REQUIRED WORK
Return verbatim the run of lines that opens with the line holding "for component in" and closes with the last line of the records.

SUPPLIED INFORMATION
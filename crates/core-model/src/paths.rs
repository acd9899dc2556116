use std::path::{Component, Path};

/// Lexically normalizes a tool or cache path: unifies separators, drops `.`
/// segments and folds `..` into its parent where one exists. The filesystem is
/// never consulted.
pub fn normalize_path(raw: &str) -> String {
    let unified = raw.trim().replace('\\', "/");
    if unified.is_empty() {
        return String::new();
    }
    let absolute = unified.starts_with('/');
    let mut parts: Vec<&str> = Vec::new();
    for component in Path::new(&unified).components() {
        match component {
            Component::CurDir | Component::RootDir => {}
            Component::ParentDir => match parts.last() {
                Some(&last) if last != ".." => {
                    parts.pop();
                }
                _ if absolute => {}
                _ => parts.push(".."),
            },
            Component::Normal(seg) => {
                if let Some(s) = seg.to_str() {
                    parts.push(s);
                }
            }
            Component::Prefix(prefix) => {
                if let Some(s) = prefix.as_os_str().to_str() {
                    parts.push(s);
                }
            }
        }
    }
    let joined = parts.join("/");
    if absolute {
        format!("/{joined}")
    } else if joined.is_empty() {
        ".".to_string()
    } else {
        joined
    }
}

#[cfg(test)]
mod tests {
    use super::*;

    #[test]
    fn strips_dot_segments() {
        assert_eq!(normalize_path("./src/./main.rs"), "src/main.rs");
    }

    #[test]
    fn folds_parent_segments() {
        assert_eq!(normalize_path("src/bin/../lib.rs"), "src/lib.rs");
        assert_eq!(normalize_path("../outside.rs"), "../outside.rs");
        assert_eq!(normalize_path("/a/../../b"), "/b");
    }

    #[test]
    fn unifies_separators_and_trims() {
        assert_eq!(normalize_path("  src\\lib.rs "), "src/lib.rs");
        assert_eq!(normalize_path("a//b"), "a/b");
    }

    #[test]
    fn empty_and_dot() {
        assert_eq!(normalize_path(""), "");
        assert_eq!(normalize_path("./"), ".");
    }
}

EXERCISE ANSWER
    for component in Path::new(&unified).components() {
        match component {
            Component::CurDir | Component::RootDir => {}
            Component::ParentDir => match parts.last() {
                Some(&last) if last != ".." => {
                    parts.pop();
                }
                _ if absolute => {}
                _ => parts.push(".."),
            },
            Component::Normal(seg) => {
                if let Some(s) = seg.to_str() {
                    parts.push(s);
                }
            }
            Component::Prefix(prefix) => {
                if let Some(s) = prefix.as_os_str().to_str() {
                    parts.push(s);
                }
            }
        }
    }
    let joined = parts.join("/");
    if absolute {
        format!("/{joined}")
    } else if joined.is_empty() {
        ".".to_string()
    } else {
        joined
    }
}

#[cfg(test)]
mod tests {
    use super::*;

    #[test]
    fn strips_dot_segments() {
        assert_eq!(normalize_path("./src/./main.rs"), "src/main.rs");
    }

    #[test]
    fn folds_parent_segments() {
        assert_eq!(normalize_path("src/bin/../lib.rs"), "src/lib.rs");
        assert_eq!(normalize_path("../outside.rs"), "../outside.rs");
        assert_eq!(normalize_path("/a/../../b"), "/b");
    }

    #[test]
    fn unifies_separators_and_trims() {
        assert_eq!(normalize_path("  src\\lib.rs "), "src/lib.rs");
        assert_eq!(normalize_path("a//b"), "a/b");
    }

    #[test]
    fn empty_and_dot() {
        assert_eq!(normalize_path(""), "");
        assert_eq!(normalize_path("./"), ".");
    }
}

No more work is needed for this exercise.